By Lisa Baertlein and Priyamvada C
(Reuters) -United Parcel Service's new five-year deal with Teamsters-represented workers will cost less than the $30 billion that was outlined by the union, the delivery firm's chief financial officer said on Tuesday.
The contract covers about 340,000 UPS workers in the United States and will increase wage and benefit costs at a 3.3% compound annual growth rate over the life of the agreement.
«Our math was certainly lower than $30 billion,» Chief Financial Officer Brian Newman told Reuters, reiterating what Chief Executive Officer Carol Tome said in a CNBC interview published earlier on Tuesday. Both declined to attach a dollar value to the new contract.
When the agreement expires in August 2028, the average UPS full-time driver will make about $170,000 annually in pay and benefits. Part-time union employees will be earning $25.75 per hour while receiving full healthcare and pension benefits.
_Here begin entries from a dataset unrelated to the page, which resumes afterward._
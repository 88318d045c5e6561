//! Caller-facing record description types

use serde::{Deserialize, Serialize};

/// Static intercept parameters shared by every record emitted for one
/// warrant. These are baked into the preencoded header when a builder is
/// initialised.
#[derive(Debug, Clone, PartialEq, Eq, Serialize, Deserialize)]
pub struct InterceptDetails {
    pub liid: String,
    pub authcc: String,
    pub delivcc: String,
    pub operatorid: String,
    pub networkelemid: String,
    /// Optional interception point identifier; omitted from the header
    /// when not set.
    pub intpointid: Option<String>,
}

/// Direction of an intercepted packet relative to the target.
#[derive(Debug, Clone, Copy, PartialEq, Eq, Serialize, Deserialize)]
#[repr(u8)]
pub enum Direction {
    FromTarget = 0,
    ToTarget = 1,
    Unknown = 2,
}

/// IRI record type, as carried in the iRIType enum field.
#[derive(Debug, Clone, Copy, PartialEq, Eq, Serialize, Deserialize)]
#[repr(u8)]
pub enum IriType {
    Begin = 1,
    End = 2,
    Continue = 3,
    Report = 4,
}
//! ETSI TS 102 232 lawful-intercept record codec
//!
//! The main entry point of the workspace. Decoding goes through
//! [`EtsiliSession`]: attach a PDU buffer, then either iterate rendered
//! fields or pull specific values (LIID, CIN, sequence number, timestamps,
//! CC/IRI content). Encoding goes through [`EtsiliTop`]: initialise it once
//! per intercept with the static details, initialise the record kinds you
//! intend to emit, then create children and emit records at line rate.
//!
//! ```rust,no_run
//! use etsili::{EtsiliResult, EtsiliSession};
//!
//! fn dump(pdu: &[u8]) -> EtsiliResult<()> {
//!     let mut session = EtsiliSession::new();
//!     session.attach(pdu, false);
//!     let mut field = String::new();
//!     while session.next_field_str(&mut field, 2048)?.is_some() {
//!         println!("{}", field);
//!     }
//!     Ok(())
//! }
//! ```

pub mod encode;
pub mod identity;
pub mod location;
pub mod params;
pub mod render;
pub mod session;

pub use encode::{init_top, EtsiliTop, RecordChild, RecordKind};
pub use etsili_core::{Direction, EtsiliError, EtsiliResult, InterceptDetails, IriType, Timeval};
pub use params::{EtsiliIpAddress, IpAssignment, IpIriId, IpRep, IriParamValue, IriParams};
pub use session::{CcContent, CcFormat, EtsiliSession, IriContent, IriContentKind};
//! Child records and their emission paths
//!
//! A child is one reusable record buffer: the cloned header template plus
//! one body skeleton. Emitting overwrites the header's mutable slots,
//! writes the direction or IRI type into the body's meta slot, appends the
//! variable payload at the data offset, and closes the open constructed
//! groups. Children recycle through a per-kind free list that may be
//! drained from another thread than the one emitting.

use std::sync::{Arc, Mutex};

use log::warn;

use etsili_asn1::primitives::{encode_integer_fixed, encode_item, EncodeValue, MAX_LENGTH_OCTETS};
use etsili_core::error::{EtsiliError, EtsiliResult};
use etsili_core::{tag, Direction, IdentClass, IriType, Timeval};

use super::preencode::PreencodedId;
use super::top::{BodyTemplate, RecordKind, TopCore};
use crate::params::{
    ipiri_field, umtsiri_field, EtsiliIpAddress, IpIriId, IpRep, IriParamValue, IriParams,
};

struct FreelistState {
    free: Vec<RecordChild>,
    marked: bool,
}

/// Free list of reusable child buffers for one record kind. One thread may
/// emit children while another releases them; the deletion mark lets the
/// owning body drain the list while children are still in flight.
pub(crate) struct ChildFreelist {
    inner: Mutex<FreelistState>,
}

impl ChildFreelist {
    pub(crate) fn new() -> Self {
        ChildFreelist {
            inner: Mutex::new(FreelistState {
                free: Vec::new(),
                marked: false,
            }),
        }
    }

    /// Pop a reusable child. Contention just means the caller builds a
    /// fresh one instead of waiting.
    pub(crate) fn take(&self) -> Option<RecordChild> {
        self.inner.try_lock().ok().and_then(|mut st| st.free.pop())
    }

    /// Queue a child for reuse; hands it back when the list has been
    /// marked for deletion so the caller drops it instead.
    pub(crate) fn put(&self, child: RecordChild) -> Option<RecordChild> {
        match self.inner.lock() {
            Ok(mut st) => {
                if st.marked {
                    Some(child)
                } else {
                    st.free.push(child);
                    None
                }
            }
            Err(_) => Some(child),
        }
    }

    pub(crate) fn mark_for_delete(&self) {
        if let Ok(mut st) = self.inner.lock() {
            st.marked = true;
            st.free.clear();
        }
    }
}

/// One reusable record buffer.
pub struct RecordChild {
    kind: RecordKind,
    buf: Vec<u8>,
    hdr_cin: usize,
    hdr_seqno: usize,
    hdr_sec: usize,
    hdr_usec: usize,
    meta: usize,
    data: usize,
    core: Arc<TopCore>,
    flist: Arc<ChildFreelist>,
}

const SLOT: usize = MAX_LENGTH_OCTETS + 3;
The company, which has the top pay in its industry, said 46% of wage and benefit costs from the agreement would be booked this year.
While contract-related costs in the second half of 2023 are expected to be about $500 million more than UPS expected, the effect from the entire contract is «right in line» with company assumptions, Newman said.
Last month, the Atlanta-based company cut its full-year revenue and profitability targets, citing higher-than-expected labor costs as well as business lost during the tumultuous contract talks with the International Brotherhood of Teamsters.
During the second quarter, UPS customers shifted about 1 million packages per day to the U.S. Postal Service, FedEx (NYSE:FDX) and regional rivals.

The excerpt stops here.